O trecho abaixo é apenas um dos inúmeros que
evidenciam a desigualdade presente no Rio de Janeiro:
“ Era tão bom tudo
aquilo, que queria continuar trabalhando pra sempre, pensava isso enquanto
estava em casa; mas, quando chegava nos condomínios, pegava o cano que usava
pra recolher as bolinhas de tênis, pisava na quadra, sentia o sol esquentando
na minha cabeça, a obrigação de servir gente que nem olhava na minha cara,
nessas horas eu queria nunca mais depender de ninguém nessa vida. ”
O Brasil é um país que foi formado e carrega até hoje
traços de seu passado colonial, com tradições escravocratas, onde o negro era e
ainda é tratado como não gente, pela elite e, muitas vezes, pela classe média.

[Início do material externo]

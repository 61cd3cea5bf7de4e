//! Tracing setup.
//!
//! stderr always gets formatted output filtered by `RUST_LOG`. Setting
//! `ADVICE_LOG=1` adds a plain-text file sink at [`log_file`], which is what
//! to attach when a card's fit looks wrong: every refit is logged under the
//! `fit` and `board` targets at debug level.

use std::path::PathBuf;

use tracing_appender::non_blocking::WorkerGuard;
use tracing_subscriber::{EnvFilter, fmt, layer::SubscriberExt, util::SubscriberInitExt};

const LOG_FILE_NAME: &str = "advice-board.log";

/// Flushes the file sink on drop. Hold it until the process exits.
pub struct LogGuard {
    _file: Option<WorkerGuard>,
}

/// Install the global subscriber.
///
/// `default_level` applies when `RUST_LOG` is unset. With the file sink on,
/// the default is raised to `debug` so refits are recorded.
pub fn init(default_level: &str) -> LogGuard {
    let file_enabled = std::env::var("ADVICE_LOG").as_deref() == Ok("1");
    let level = if file_enabled { "debug" } else { default_level };
    let filter = EnvFilter::try_from_default_env().unwrap_or_else(|_| EnvFilter::new(level));

    let (file_layer, guard) = match file_enabled.then(log_file) {
        Some(path) => {
            let dir = path.parent().map(PathBuf::from).unwrap_or_default();
            let _ = std::fs::create_dir_all(&dir);
            let (writer, guard) = tracing_appender::non_blocking(tracing_appender::rolling::never(dir, LOG_FILE_NAME));
            (Some(fmt::layer().with_writer(writer).with_ansi(false)), Some(guard))
        }
        None => (None, None),
    };

    tracing_subscriber::registry()
        .with(filter)
        .with(fmt::layer().with_writer(std::io::stderr))
        .with(file_layer)
        .init();

    LogGuard { _file: guard }
}

/// Where the file sink writes: `$XDG_DATA_HOME/advice-board/`, else the
/// platform log directory under `$HOME`, else `/tmp`.
pub fn log_file() -> PathBuf {
    let dir = match std::env::var_os("XDG_DATA_HOME") {
        Some(xdg) => PathBuf::from(xdg),
        None => match std::env::var_os("HOME") {
            Some(home) if cfg!(target_os = "macos") => PathBuf::from(home).join("Library").join("Logs"),
            Some(home) => PathBuf::from(home).join(".local").join("share"),
            None => PathBuf::from("/tmp"),
        },
    };
    dir.join("advice-board").join(LOG_FILE_NAME)
}
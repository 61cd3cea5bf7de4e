//! advice-board: a grid of cards that turn into advice, with text kept
//! auto-fitted to each card as the layout changes.
//!
//! The fitting core ([`fit`]) is independent of any rendering surface; text
//! metrics come in through [`measure::TextMeasure`]. The rest of the crate is
//! the host around it: scheduling, card lifecycle, config, and a vello window.

pub mod app;
pub mod board;
pub mod config;
pub mod config_watcher;
pub mod fit;
pub mod intro;
pub mod logging;
pub mod measure;
pub mod render;
pub mod scheduler;
pub mod session;
pub mod state_machine;
pub mod text;
pub mod transition;

pub use fit::{BoxSize, FitError, FitOptions, FitOutcome, FitResult, TextFitter};
pub use measure::{TextExtent, TextMeasure, WrapConstraints};
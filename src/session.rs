//! Per-session flags and the box → advice mapping.
//!
//! A session starts fresh every time the board is launched: nothing has been
//! visited and the introduction has not played. The flags are owned by the
//! board and passed in explicitly; nothing here touches storage.

use std::collections::{BTreeMap, BTreeSet};
use std::fmt;

use crate::config::AdviceEntry;

/// Stable identifier of a box on the board, numbered from 1.
#[derive(Debug, Clone, Copy, PartialEq, Eq, PartialOrd, Ord, Hash)]
pub struct BoxId(pub u32);

impl fmt::Display for BoxId {
    fn fmt(&self, f: &mut fmt::Formatter<'_>) -> fmt::Result {
        write!(f, "box-{}", self.0)
    }
}

// ---------------------------------------------------------------------------
// SessionFlags
// ---------------------------------------------------------------------------

/// One-time UI gates for the current session.
#[derive(Debug, Clone, Default, PartialEq, Eq)]
pub struct SessionFlags {
    intro_shown: bool,
    visited: BTreeSet<BoxId>,
}

impl SessionFlags {
    /// State at session start: intro pending, no box visited.
    pub fn start() -> Self {
        Self::default()
    }

    /// Reset in place to the session-start state.
    pub fn reset(&mut self) {
        *self = Self::start();
    }

    pub fn intro_shown(&self) -> bool {
        self.intro_shown
    }

    pub fn mark_intro_shown(&mut self) {
        self.intro_shown = true;
    }

    pub fn is_visited(&self, id: BoxId) -> bool {
        self.visited.contains(&id)
    }

    /// Returns `false` if the box was already visited.
    pub fn mark_visited(&mut self, id: BoxId) -> bool {
        self.visited.insert(id)
    }

    pub fn visited(&self) -> impl Iterator<Item = BoxId> + '_ {
        self.visited.iter().copied()
    }
}

// ---------------------------------------------------------------------------
// AdviceCatalog
// ---------------------------------------------------------------------------

const DEFAULT_ADVICE: &[(u32, &str)] = &[
    (1, "Take one slow breath."),
    (3, "Choose rest tonight."),
    (4, "End your day earlier."),
    (5, "Protect one silent hour."),
    (9, "Eat one real meal."),
    (12, "Give undivided minutes today."),
    (13, "Reach out once today."),
    (14, "Be here a moment."),
];

/// Advice text for each box, fixed at construction.
#[derive(Debug, Clone, PartialEq, Eq)]
pub struct AdviceCatalog {
    entries: BTreeMap<BoxId, String>,
}

impl AdviceCatalog {
    /// Built-in advice with `overrides` applied on top.
    pub fn new(overrides: &[AdviceEntry]) -> Self {
        let mut entries: BTreeMap<BoxId, String> = DEFAULT_ADVICE
            .iter()
            .map(|(id, text)| (BoxId(*id), (*text).to_string()))
            .collect();
        for entry in overrides {
            entries.insert(BoxId(entry.id), entry.text.clone());
        }
        Self { entries }
    }

    /// Advice for `id`, or `Advice{n}` when none is configured.
    pub fn advice_for(&self, id: BoxId) -> String {
        self.entries
            .get(&id)
            .cloned()
            .unwrap_or_else(|| format!("Advice{}", id.0))
    }
}

impl Default for AdviceCatalog {
    fn default() -> Self {
        Self::new(&[])
    }
}
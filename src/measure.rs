//! Text measurement providers.
//!
//! The fitter never looks at fonts itself; it asks a [`TextMeasure`] how large
//! a text renders at a candidate size. Every provider here wraps only at
//! whitespace, so a long word overflows its line instead of being split into
//! single-letter lines.

use peniko::FontData;
use skrifa::MetadataProvider;

/// Wrapping parameters for one measurement.
#[derive(Debug, Clone, Copy, PartialEq)]
pub struct WrapConstraints {
    /// Lines wrap once they would exceed this width.
    pub max_width: f32,
    /// Line-height multiplier of the font size.
    pub line_height: f32,
}

/// Rendered size of a text block.
#[derive(Debug, Clone, Copy, PartialEq, Default)]
pub struct TextExtent {
    pub width: f32,
    pub height: f32,
}

/// Reports the rendered size of `text` at `font_size`.
pub trait TextMeasure {
    fn measure(&mut self, text: &str, font_size: f32, constraints: &WrapConstraints) -> TextExtent;
}

impl<T: TextMeasure + ?Sized> TextMeasure for &mut T {
    fn measure(&mut self, text: &str, font_size: f32, constraints: &WrapConstraints) -> TextExtent {
        (**self).measure(text, font_size, constraints)
    }
}

// ---------------------------------------------------------------------------
// Greedy whitespace wrapping
// ---------------------------------------------------------------------------

/// Greedy word wrap. Returns `(widest line, line count)`.
///
/// Hard newlines always start a new line. A word wider than `max_width`
/// occupies a line of its own and makes that line overflow.
pub fn wrap_words<F>(text: &str, max_width: f32, space_width: f32, mut word_width: F) -> (f32, usize)
where
    F: FnMut(&str) -> f32,
{
    let mut widest: f32 = 0.0;
    let mut lines = 0;

    for paragraph in text.lines() {
        let mut line_width: f32 = 0.0;
        let mut line_has_word = false;
        lines += 1;

        for word in paragraph.split_whitespace() {
            let w = word_width(word);
            if !line_has_word {
                line_width = w;
                line_has_word = true;
            } else if line_width + space_width + w <= max_width {
                line_width += space_width + w;
            } else {
                widest = widest.max(line_width);
                lines += 1;
                line_width = w;
            }
        }
        widest = widest.max(line_width);
    }

    (widest, lines.max(1))
}

// ---------------------------------------------------------------------------
// HeuristicMeasurer
// ---------------------------------------------------------------------------

/// Font-free estimate: every character advances `advance_em` of the font size.
#[derive(Debug, Clone, Copy, PartialEq)]
pub struct HeuristicMeasurer {
    pub advance_em: f32,
}

impl Default for HeuristicMeasurer {
    fn default() -> Self {
        Self { advance_em: 0.6 }
    }
}

impl TextMeasure for HeuristicMeasurer {
    fn measure(&mut self, text: &str, font_size: f32, c: &WrapConstraints) -> TextExtent {
        let advance = self.advance_em * font_size;
        let (width, lines) = wrap_words(text, c.max_width, advance, |word| {
            word.chars().count() as f32 * advance
        });
        TextExtent {
            width,
            height: lines as f32 * font_size * c.line_height,
        }
    }
}

// ---------------------------------------------------------------------------
// FontMetricsMeasurer
// ---------------------------------------------------------------------------

/// Measures with real advance widths read from a font via skrifa.
///
/// No shaping: each character maps to one glyph. Good enough for Latin text
/// and much cheaper than a full layout pass.
pub struct FontMetricsMeasurer {
    font: FontData,
}

impl FontMetricsMeasurer {
    /// Fails if the font data cannot be parsed.
    pub fn new(font: FontData) -> anyhow::Result<Self> {
        skrifa::FontRef::from_index(font.data.as_ref(), font.index)
            .map_err(|e| anyhow::anyhow!("unreadable font: {e}"))?;
        Ok(Self { font })
    }

    pub fn from_path(path: &std::path::Path) -> anyhow::Result<Self> {
        let data = std::fs::read(path)
            .map_err(|e| anyhow::anyhow!("failed to read font {}: {e}", path.display()))?;
        Self::new(FontData::new(data.into(), 0))
    }
}

impl TextMeasure for FontMetricsMeasurer {
    fn measure(&mut self, text: &str, font_size: f32, c: &WrapConstraints) -> TextExtent {
        let Ok(font_ref) = skrifa::FontRef::from_index(self.font.data.as_ref(), self.font.index)
        else {
            // Checked in `new`; unreachable in practice.
            return HeuristicMeasurer::default().measure(text, font_size, c);
        };

        let charmap = font_ref.charmap();
        let glyph_metrics = font_ref.glyph_metrics(
            skrifa::instance::Size::new(font_size),
            skrifa::instance::LocationRef::default(),
        );
        let advance = |ch: char| {
            let gid = charmap.map(ch).unwrap_or_default();
            glyph_metrics.advance_width(gid).unwrap_or(font_size * 0.5)
        };

        let space_width = advance(' ');
        let (width, lines) = wrap_words(text, c.max_width, space_width, |word| {
            word.chars().map(advance).sum()
        });
        TextExtent {
            width,
            height: lines as f32 * font_size * c.line_height,
        }
    }
}

// ---------------------------------------------------------------------------
// Font loading
// ---------------------------------------------------------------------------

/// Try to load a font from common system paths.
fn load_system_font(font_names: &[&str]) -> Option<FontData> {
    let macos_dirs = [
        "/System/Library/Fonts/",
        "/System/Library/Fonts/Supplemental/",
        "/Library/Fonts/",
    ];
    let linux_dirs = [
        "/usr/share/fonts/truetype/dejavu/",
        "/usr/share/fonts/truetype/",
        "/usr/share/fonts/opentype/",
    ];
    let extensions = ["ttf", "otf", "ttc"];

    for name in font_names {
        for dir in macos_dirs.iter().chain(linux_dirs.iter()) {
            for ext in &extensions {
                let path = format!("{dir}{name}.{ext}");
                if let Ok(data) = std::fs::read(&path) {
                    tracing::debug!(target: "fit", %path, "loaded system font");
                    return Some(FontData::new(data.into(), 0));
                }
            }
        }
    }
    None
}

/// Best available sans-serif for card text.
/// Font stack: Helvetica > Arial > DejaVu Sans > Liberation Sans
pub fn load_card_font() -> Option<FontData> {
    load_system_font(&[
        "Helvetica",
        "Arial",
        "DejaVuSans",
        "LiberationSans-Regular",
    ])
}

// ---------------------------------------------------------------------------
// Tests
// ---------------------------------------------------------------------------

#[cfg(test)]
mod tests {
    use super::*;

    fn unit_width(word: &str) -> f32 {
        word.chars().count() as f32
    }

    #[test]
    fn wrap_keeps_words_whole() {
        // "aaaa bb" at width 5: "aaaa" then "bb".
        let (w, lines) = wrap_words("aaaa bb", 5.0, 1.0, unit_width);
        assert_eq!(lines, 2);
        assert_eq!(w, 4.0);
    }

    #[test]
    fn wrap_fills_line_when_room() {
        let (w, lines) = wrap_words("aa bb cc", 8.0, 1.0, unit_width);
        assert_eq!(lines, 1);
        assert_eq!(w, 8.0);
    }

    #[test]
    fn overlong_word_overflows_instead_of_breaking() {
        let (w, lines) = wrap_words("abcdefghij", 4.0, 1.0, unit_width);
        assert_eq!(lines, 1);
        assert_eq!(w, 10.0);
    }

    #[test]
    fn hard_newlines_start_lines() {
        let (_, lines) = wrap_words("a\nb\nc", 100.0, 1.0, unit_width);
        assert_eq!(lines, 3);
    }

    #[test]
    fn empty_text_is_one_empty_line() {
        assert_eq!(wrap_words("", 10.0, 1.0, unit_width), (0.0, 1));
    }

    #[test]
    fn heuristic_scales_linearly() {
        let mut m = HeuristicMeasurer::default();
        let c = WrapConstraints {
            max_width: 10_000.0,
            line_height: 1.0,
        };
        let a = m.measure("Advice1", 10.0, &c);
        let b = m.measure("Advice1", 20.0, &c);
        assert!((a.width - 42.0).abs() < 1e-4);
        assert!((b.width - 2.0 * a.width).abs() < 1e-4);
        assert!((b.height - 20.0).abs() < 1e-4);
    }

    #[test]
    fn heuristic_wraps_into_taller_block() {
        let mut m = HeuristicMeasurer::default();
        let c = WrapConstraints {
            max_width: 100.0,
            line_height: 1.05,
        };
        // 6px per char: "take one slow" is 78px, "breath now" wraps below.
        let e = m.measure("take one slow breath now", 10.0, &c);
        assert!(e.width <= 100.0);
        assert!((e.height - 2.0 * 10.0 * 1.05).abs() < 1e-4);
    }

    #[test]
    fn font_measurer_rejects_garbage() {
        let bogus = FontData::new(vec![0_u8; 16].into(), 0);
        assert!(FontMetricsMeasurer::new(bogus).is_err());
    }

    #[test]
    fn font_measurer_never_breaks_inside_a_word() {
        // Skipped on machines without any of the card fonts installed.
        let Some(font) = load_card_font() else {
            return;
        };
        let mut m = FontMetricsMeasurer::new(font).unwrap();
        let c = WrapConstraints {
            max_width: 50.0,
            line_height: 1.05,
        };
        let e = m.measure("Supercalifragilisticexpialidocious", 20.0, &c);
        assert!(e.width > c.max_width, "width {} should overflow", e.width);
        assert!((e.height - 20.0 * 1.05).abs() < 1e-3, "one line, got {}", e.height);
    }

    #[test]
    fn font_measurer_wraps_at_spaces() {
        let Some(font) = load_card_font() else {
            return;
        };
        let mut m = FontMetricsMeasurer::new(font).unwrap();
        let wide = WrapConstraints {
            max_width: 10_000.0,
            line_height: 1.0,
        };
        let word = m.measure("rest", 20.0, &wide).width;
        let narrow = WrapConstraints {
            max_width: word + 1.0,
            line_height: 1.0,
        };
        let e = m.measure("rest rest", 20.0, &narrow);
        assert!(e.width <= narrow.max_width);
        assert!((e.height - 40.0).abs() < 1e-3);
    }
}
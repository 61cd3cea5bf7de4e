//! Last-request-wins refit scheduling.
//!
//! Box sizes can change many times in quick succession (window drags, reveal
//! animations). Only a fit against the latest size is useful, so requests go
//! into a single slot: a new request overwrites an unconsumed one, and the
//! frame loop drains at most one request per tick.

use std::time::{Duration, Instant};

use tracing::trace;

// ---------------------------------------------------------------------------
// PendingSlot
// ---------------------------------------------------------------------------

/// Identifies one submission to a `PendingSlot`.
#[derive(Debug, Clone, Copy, PartialEq, Eq, PartialOrd, Ord)]
pub struct Ticket(u64);

/// Single-slot cell. Submitting replaces whatever is waiting.
#[derive(Debug)]
pub struct PendingSlot<T> {
    slot: Option<(Ticket, T)>,
    latest: u64,
}

impl<T> Default for PendingSlot<T> {
    fn default() -> Self {
        Self {
            slot: None,
            latest: 0,
        }
    }
}

impl<T> PendingSlot<T> {
    pub fn new() -> Self {
        Self::default()
    }

    /// Store `value`, dropping any unconsumed earlier value.
    pub fn submit(&mut self, value: T) -> Ticket {
        self.latest += 1;
        let ticket = Ticket(self.latest);
        self.slot = Some((ticket, value));
        ticket
    }

    pub fn peek(&self) -> Option<&T> {
        self.slot.as_ref().map(|(_, v)| v)
    }

    pub fn take(&mut self) -> Option<(Ticket, T)> {
        self.slot.take()
    }

    pub fn clear(&mut self) {
        self.slot = None;
    }

    pub fn is_empty(&self) -> bool {
        self.slot.is_none()
    }

    /// `false` once anything newer has been submitted.
    pub fn is_current(&self, ticket: Ticket) -> bool {
        ticket.0 == self.latest
    }
}

// ---------------------------------------------------------------------------
// RefitScheduler
// ---------------------------------------------------------------------------

/// Why a refit was requested.
#[derive(Debug, Clone, Copy, PartialEq, Eq)]
pub enum RefitReason {
    /// Text just changed.
    Initial,
    /// Layout had time to settle after a text change.
    Settled,
    /// The box was resized.
    Resize,
    /// The card's reveal animation finished.
    AnimationComplete,
}

#[derive(Debug, Clone, Copy)]
struct Pending {
    reason: RefitReason,
    due: Instant,
}

/// Refit requests for one card.
#[derive(Debug)]
pub struct RefitScheduler {
    slot: PendingSlot<Pending>,
    debounce: Duration,
    animating: bool,
    deferred: bool,
}

impl RefitScheduler {
    pub fn new(debounce: Duration) -> Self {
        Self {
            slot: PendingSlot::new(),
            debounce,
            animating: false,
            deferred: false,
        }
    }

    pub fn set_debounce(&mut self, debounce: Duration) {
        self.debounce = debounce;
    }

    /// While animating, everything but `AnimationComplete` is deferred,
    /// including a request already waiting in the slot.
    pub fn set_animating(&mut self, animating: bool) {
        self.animating = animating;
        if animating && !self.slot.is_empty() {
            trace!(target: "board", "pending refit deferred by animation");
            self.slot.clear();
            self.deferred = true;
        }
    }

    pub fn is_animating(&self) -> bool {
        self.animating
    }

    /// Whether a request was swallowed during the current animation.
    pub fn is_deferred(&self) -> bool {
        self.deferred
    }

    /// Queue a refit. Returns `None` if the request was deferred.
    ///
    /// Resizes are debounced; each new resize restarts the quiet period.
    pub fn request(&mut self, reason: RefitReason, now: Instant) -> Option<Ticket> {
        if self.animating && reason != RefitReason::AnimationComplete {
            trace!(target: "board", ?reason, "refit deferred while animating");
            self.deferred = true;
            return None;
        }
        let due = match reason {
            RefitReason::Resize => now + self.debounce,
            _ => now,
        };
        if let Some(prev) = self.slot.peek() {
            trace!(target: "board", superseded = ?prev.reason, by = ?reason, "refit superseded");
        }
        Some(self.slot.submit(Pending { reason, due }))
    }

    /// End the animation and request the one clean refit it was holding back.
    pub fn animation_complete(&mut self, now: Instant) -> Ticket {
        self.animating = false;
        self.deferred = false;
        self.slot.submit(Pending {
            reason: RefitReason::AnimationComplete,
            due: now,
        })
    }

    /// Drain the pending request if it is due.
    pub fn poll(&mut self, now: Instant) -> Option<(Ticket, RefitReason)> {
        let pending = self.slot.peek()?;
        if pending.due > now || (self.animating && pending.reason != RefitReason::AnimationComplete) {
            return None;
        }
        self.slot.take().map(|(t, p)| (t, p.reason))
    }

    pub fn has_pending(&self) -> bool {
        !self.slot.is_empty()
    }

    pub fn is_current(&self, ticket: Ticket) -> bool {
        self.slot.is_current(ticket)
    }

    pub fn cancel(&mut self) {
        self.slot.clear();
    }
}

#[cfg(test)]
mod tests {
    use super::*;

    fn ms(n: u64) -> Duration {
        Duration::from_millis(n)
    }

    #[test]
    fn slot_keeps_only_latest() {
        let mut slot = PendingSlot::new();
        let a = slot.submit("first");
        let b = slot.submit("second");
        assert!(!slot.is_current(a));
        assert!(slot.is_current(b));
        assert_eq!(slot.take(), Some((b, "second")));
        assert!(slot.take().is_none());
        // Still current after being drained; nothing newer arrived.
        assert!(slot.is_current(b));
    }

    #[test]
    fn newer_request_overwrites_older() {
        let t0 = Instant::now();
        let mut s = RefitScheduler::new(ms(80));
        s.request(RefitReason::Initial, t0);
        s.request(RefitReason::Settled, t0);
        assert_eq!(s.poll(t0).map(|(_, r)| r), Some(RefitReason::Settled));
        assert!(s.poll(t0).is_none());
    }

    #[test]
    fn one_request_per_poll() {
        let t0 = Instant::now();
        let mut s = RefitScheduler::new(ms(80));
        s.request(RefitReason::Initial, t0);
        assert!(s.poll(t0).is_some());
        assert!(s.poll(t0).is_none());
        assert!(!s.has_pending());
    }

    #[test]
    fn resize_is_debounced_and_restarted() {
        let t0 = Instant::now();
        let mut s = RefitScheduler::new(ms(80));
        s.request(RefitReason::Resize, t0);
        assert!(s.poll(t0 + ms(50)).is_none());
        // Another resize restarts the quiet period.
        s.request(RefitReason::Resize, t0 + ms(50));
        assert!(s.poll(t0 + ms(100)).is_none());
        assert_eq!(
            s.poll(t0 + ms(130)).map(|(_, r)| r),
            Some(RefitReason::Resize)
        );
    }

    #[test]
    fn animation_defers_until_complete() {
        let t0 = Instant::now();
        let mut s = RefitScheduler::new(ms(80));
        s.set_animating(true);
        assert!(s.request(RefitReason::Resize, t0).is_none());
        assert!(s.request(RefitReason::Initial, t0).is_none());
        assert!(s.is_deferred());
        assert!(s.poll(t0 + ms(500)).is_none());

        let ticket = s.animation_complete(t0 + ms(500));
        assert!(!s.is_deferred());
        assert!(!s.is_animating());
        assert_eq!(
            s.poll(t0 + ms(500)),
            Some((ticket, RefitReason::AnimationComplete))
        );
    }

    #[test]
    fn animation_defers_request_already_queued() {
        let t0 = Instant::now();
        let mut s = RefitScheduler::new(ms(80));
        s.request(RefitReason::Resize, t0);
        s.set_animating(true);
        assert!(s.is_deferred());
        assert!(!s.has_pending());
        assert!(s.poll(t0 + ms(200)).is_none());

        s.animation_complete(t0 + ms(550));
        assert_eq!(
            s.poll(t0 + ms(550)).map(|(_, r)| r),
            Some(RefitReason::AnimationComplete)
        );
    }

    #[test]
    fn stale_ticket_detected() {
        let t0 = Instant::now();
        let mut s = RefitScheduler::new(ms(0));
        let (old, _) = {
            s.request(RefitReason::Initial, t0);
            s.poll(t0).unwrap()
        };
        s.request(RefitReason::Resize, t0);
        assert!(!s.is_current(old));
    }
}
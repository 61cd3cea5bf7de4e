//! State machines for board entities.

pub mod card_sm;
//! advice-board: click a card, get advice that fills it.
//!
//! Opens a GPU-rendered board (vello/winit) by default. The `fit` subcommand
//! runs the text fitter headless and prints the result.

use std::path::PathBuf;
use std::time::Instant;

use anyhow::{Context, Result};
use clap::{Parser, Subcommand, ValueEnum};
use tracing::{info, warn};
use winit::event_loop::EventLoop;

use advice_board::app::App;
use advice_board::board::Board;
use advice_board::config::BoardConfig;
use advice_board::config_watcher::{self, ConfigWatcher};
use advice_board::fit::{BoxSize, FitResult, TextFitter};
use advice_board::logging;
use advice_board::measure::{FontMetricsMeasurer, HeuristicMeasurer, TextMeasure, load_card_font};
use advice_board::session::SessionFlags;
use advice_board::text::ParleyMeasurer;

/// Advice board with auto-fitting card text
#[derive(Parser, Debug)]
#[command(name = "advice-board", version, about = "Advice board with auto-fitting card text")]
struct Args {
    #[command(subcommand)]
    command: Option<Command>,

    /// Start in windowed mode instead of fullscreen
    #[arg(short, long)]
    windowed: bool,

    /// Config file (default: ~/.config/advice-board/board.toml)
    #[arg(short, long)]
    config: Option<PathBuf>,

    /// Do not reload the config file when it changes
    #[arg(long)]
    no_watch: bool,
}

#[derive(Subcommand, Debug)]
enum Command {
    /// Fit a text into a box and print the chosen font size
    Fit {
        /// Text to fit
        #[arg(short, long)]
        text: String,

        /// Box content width in pixels
        #[arg(long)]
        width: f32,

        /// Box content height in pixels
        #[arg(long)]
        height: f32,

        /// Size the text is currently displayed at
        #[arg(long)]
        current: Option<f32>,

        /// Font file for metrics (default: a system sans-serif)
        #[arg(long)]
        font: Option<PathBuf>,

        /// How text is measured
        #[arg(long, value_enum, default_value_t = MeasureKind::Font)]
        measure: MeasureKind,

        /// Print the result as JSON
        #[arg(long)]
        json: bool,
    },

    /// Print the default config file
    PrintConfig,
}

#[derive(ValueEnum, Clone, Copy, Debug)]
enum MeasureKind {
    /// Average advance estimate, no font needed
    Heuristic,
    /// Advance widths from a font file
    Font,
    /// Full shaping with system fonts
    Shaped,
}

#[derive(serde::Serialize)]
struct FitReport<'a> {
    text: &'a str,
    #[serde(rename = "box")]
    bx: BoxSize,
    #[serde(flatten)]
    result: FitResult,
}

fn main() -> Result<()> {
    let args = Args::parse();
    let default_level = if args.command.is_some() { "warn" } else { "info" };
    let _log_guard = logging::init(default_level);

    match args.command {
        Some(Command::PrintConfig) => {
            print!("{}", BoardConfig::default().to_toml());
            Ok(())
        }
        Some(Command::Fit {
            ref text,
            width,
            height,
            current,
            ref font,
            measure,
            json,
        }) => {
            let config = load_config(args.config.as_deref())?;
            let bx = BoxSize::new(width, height);
            let result = run_fit(&config, text, bx, current, font.as_deref(), measure)?;
            if json {
                let report = FitReport { text, bx, result };
                println!("{}", serde_json::to_string_pretty(&report)?);
            } else {
                println!(
                    "font size {:.1} (applied {:.1}), fits: {}, {} iterations, {:?}",
                    result.font_size, result.applied_size, result.fits, result.iterations, result.outcome
                );
            }
            Ok(())
        }
        None => run_board(&args),
    }
}

/// Explicit config paths must load; the default path falls back to defaults.
fn load_config(explicit: Option<&std::path::Path>) -> Result<BoardConfig> {
    if let Some(path) = explicit {
        return BoardConfig::load(path);
    }
    let path = config_watcher::default_config_path();
    if !path.exists() {
        return Ok(BoardConfig::default());
    }
    match BoardConfig::load(&path) {
        Ok(config) => Ok(config),
        Err(e) => {
            warn!(target: "config", "using defaults: {e:#}");
            Ok(BoardConfig::default())
        }
    }
}

fn run_fit(
    config: &BoardConfig,
    text: &str,
    bx: BoxSize,
    current: Option<f32>,
    font: Option<&std::path::Path>,
    measure: MeasureKind,
) -> Result<FitResult> {
    let fitter = TextFitter::new(config.fit_options()).context("invalid fit settings")?;

    let mut measurer: Box<dyn TextMeasure> = match (measure, font) {
        (MeasureKind::Heuristic, _) => Box::new(HeuristicMeasurer::default()),
        (MeasureKind::Shaped, _) => Box::new(ParleyMeasurer::new()),
        (MeasureKind::Font, Some(path)) => Box::new(FontMetricsMeasurer::from_path(path)?),
        (MeasureKind::Font, None) => match load_card_font() {
            Some(font) => Box::new(FontMetricsMeasurer::new(font)?),
            None => {
                warn!(target: "fit", "no system font found, falling back to heuristic metrics");
                Box::new(HeuristicMeasurer::default())
            }
        },
    };

    Ok(fitter.fit(text, bx, current, measurer.as_mut()))
}

fn run_board(args: &Args) -> Result<()> {
    let path = args
        .config
        .clone()
        .unwrap_or_else(config_watcher::default_config_path);
    if args.config.is_none() {
        if let Err(e) = config_watcher::ensure_default_config(&path, &BoardConfig::default().to_toml()) {
            warn!(target: "config", path = %path.display(), "could not write default config: {e}");
        }
    }
    let config = load_config(args.config.as_deref())?;

    let board = Board::new(config, SessionFlags::start(), Instant::now())
        .context("invalid fit settings")?;

    let watcher = if args.no_watch {
        None
    } else {
        match ConfigWatcher::start(path) {
            Ok(w) => {
                info!(target: "config", path = %w.path().display(), "watching config");
                Some(w)
            }
            Err(e) => {
                warn!(target: "config", "config hot-reload disabled: {e}");
                None
            }
        }
    };

    info!(target: "app", version = env!("CARGO_PKG_VERSION"), boxes = board.cards().len(), "starting board");

    let mut app = App::new(board, watcher, args.windowed);
    let event_loop = EventLoop::new()?;
    event_loop.run_app(&mut app)?;
    Ok(())
}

Isso fica bem explicitado na obra, com o medo no olhar da classe média quando
um menino negro passa, o desprezo e o nojo dirigidos aos moradores da
periferia, os não gente.
Também podemos observar a poesia do cotidiano, em
vários contos, pois na pobreza e na periferia não existe somente tristeza,
existem vários momentos de alegria. No conto da velhinha candomblecista, pude
sentir o aconchego daquele centro espírita, o carinho das crianças para com
ela.
Um ponto muito importante a ser observado, que reflete
a realidade das periferias: quase nenhum personagem tem pai, é a mãe que cria.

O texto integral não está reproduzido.